July 15, 2021 to August 20, 2021
Curated by Sarah-Tai Black
Exhibition essay by Erica Violet Lee – Download essay here
Artist talk facilitated by Jas M. Morgan
A loose retrospective of Regina-born artist, writer, and performer Thirza Cuthand’s moving image works, The Rhythm Of This Desire is an online exhibition that sits with the diverse intimacies of the artist’s vast filmography. Spanning two and a half decades, Cuthand’s experimental narratives consider the lived realities and intersections of Indigeneity, queer and Two-Spirit identity, sexuality, and madness with a mindful awareness often borne of the personal.
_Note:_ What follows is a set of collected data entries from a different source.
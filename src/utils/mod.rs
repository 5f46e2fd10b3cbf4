pub mod logging;
pub mod scroll;
#[cfg(test)]
pub mod test_utils;
pub mod url;
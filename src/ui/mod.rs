//! Terminal UI layer for the persona chat.
//!
//! - [`chat_loop`]: the event loop. It reads terminal input, dispatches turns
//!   to background workers and drains their results back onto the loop.
//! - [`renderer`]: frame composition for the transcript, input box and status
//!   bar.
//!
//! Ownership boundary: this layer presents and captures interaction state,
//! while [`crate::core`] owns the turn pipeline and the backends.

pub mod chat_loop;
pub mod renderer;
use std::fs;
use std::path::Path;

use tracing::info;

use crate::core::config::io::ConfigError;
use crate::core::document::extract_pdf_text;

/// Who the responder plays, loaded once at startup.
#[derive(Debug, Clone, PartialEq, Eq)]
pub struct PersonaContext {
    pub name: String,
    pub summary: String,
    pub profile_text: String,
}

impl PersonaContext {
    /// Reads the biography as UTF-8 text and extracts the profile PDF.
    pub fn load(
        name: &str,
        biography_path: &Path,
        profile_path: &Path,
    ) -> Result<Self, ConfigError> {
        let profile_text = extract_pdf_text(profile_path).map_err(|source| ConfigError::Profile {
            path: profile_path.to_path_buf(),
            source,
        })?;
        let summary =
            fs::read_to_string(biography_path).map_err(|source| ConfigError::Biography {
                path: biography_path.to_path_buf(),
                source,
            })?;

        info!(
            persona = name,
            summary_chars = summary.len(),
            profile_chars = profile_text.len(),
            "persona loaded"
        );

        Ok(Self {
            name: name.to_string(),
            summary,
            profile_text,
        })
    }
}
The autobiographical, the fictive, and the performative coalesce in varying intensities throughout their work in a way that gives over space to the necessity of internal subjectivities as well as the urgencies of the oftentimes not-so-external world.
Alongside three programs of select film and video works, The Rhythm Of This Desire will be accompanied by a live-streamed performance by Cuthand, an exhibition essay authored by poet and scholar Erica Violet Lee, and an artist talk facilitated by writer, curator, and researcher Jas M. Morgan. This exhibition sees the artist’s work staged within their home territory and welcomes discussion centering the relations and collaborative practices distinct to the curation of their work within Treaty 6 Land.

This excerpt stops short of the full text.